• **Action item**:
Please report each line of the data below that contains "crate".
───── Data listing ─────
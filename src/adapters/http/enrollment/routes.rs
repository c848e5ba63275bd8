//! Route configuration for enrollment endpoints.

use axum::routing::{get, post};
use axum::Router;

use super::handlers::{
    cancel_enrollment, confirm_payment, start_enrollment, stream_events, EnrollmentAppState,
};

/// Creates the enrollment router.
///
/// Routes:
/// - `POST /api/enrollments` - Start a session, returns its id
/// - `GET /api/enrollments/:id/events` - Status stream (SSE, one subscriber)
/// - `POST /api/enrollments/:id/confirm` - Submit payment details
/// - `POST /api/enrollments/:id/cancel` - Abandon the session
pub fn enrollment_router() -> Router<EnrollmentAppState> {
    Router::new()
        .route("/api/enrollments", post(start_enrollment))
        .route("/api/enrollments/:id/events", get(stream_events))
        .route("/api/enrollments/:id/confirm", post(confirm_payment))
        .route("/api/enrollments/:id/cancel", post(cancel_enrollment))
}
─────
───── Data listing ─────
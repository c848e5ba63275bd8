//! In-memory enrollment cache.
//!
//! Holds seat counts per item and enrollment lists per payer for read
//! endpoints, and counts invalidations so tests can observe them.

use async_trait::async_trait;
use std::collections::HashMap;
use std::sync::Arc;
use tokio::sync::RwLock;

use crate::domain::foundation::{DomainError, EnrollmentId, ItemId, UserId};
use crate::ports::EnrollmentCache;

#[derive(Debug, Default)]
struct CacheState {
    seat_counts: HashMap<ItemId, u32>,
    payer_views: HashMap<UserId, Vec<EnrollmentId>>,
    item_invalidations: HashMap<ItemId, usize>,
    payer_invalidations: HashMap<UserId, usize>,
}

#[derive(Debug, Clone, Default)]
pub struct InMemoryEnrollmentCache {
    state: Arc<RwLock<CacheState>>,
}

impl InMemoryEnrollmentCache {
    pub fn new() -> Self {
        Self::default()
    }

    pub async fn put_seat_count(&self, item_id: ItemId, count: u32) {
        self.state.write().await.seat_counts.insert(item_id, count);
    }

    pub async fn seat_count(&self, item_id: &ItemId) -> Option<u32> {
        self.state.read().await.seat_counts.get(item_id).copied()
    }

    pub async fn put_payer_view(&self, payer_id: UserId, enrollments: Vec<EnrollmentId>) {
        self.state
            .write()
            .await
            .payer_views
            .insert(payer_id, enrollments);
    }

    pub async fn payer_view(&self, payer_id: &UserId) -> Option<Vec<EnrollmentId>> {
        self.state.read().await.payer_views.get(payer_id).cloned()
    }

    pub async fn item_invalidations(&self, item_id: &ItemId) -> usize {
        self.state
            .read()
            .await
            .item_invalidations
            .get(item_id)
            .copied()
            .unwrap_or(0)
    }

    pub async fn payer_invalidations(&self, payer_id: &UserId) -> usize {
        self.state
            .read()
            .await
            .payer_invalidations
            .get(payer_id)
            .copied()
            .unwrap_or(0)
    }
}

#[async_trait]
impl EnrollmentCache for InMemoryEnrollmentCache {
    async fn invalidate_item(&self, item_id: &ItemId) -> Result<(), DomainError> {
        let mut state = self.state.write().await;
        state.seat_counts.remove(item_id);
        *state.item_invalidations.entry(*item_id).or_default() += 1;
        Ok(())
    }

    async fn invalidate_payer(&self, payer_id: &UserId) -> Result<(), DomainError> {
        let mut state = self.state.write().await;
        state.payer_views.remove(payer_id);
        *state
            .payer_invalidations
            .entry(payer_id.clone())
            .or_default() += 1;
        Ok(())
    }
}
─────
• **Solution**:
use crate::domain::foundation::{DomainError, EnrollmentId, ItemId, UserId};
use crate::ports::EnrollmentCache;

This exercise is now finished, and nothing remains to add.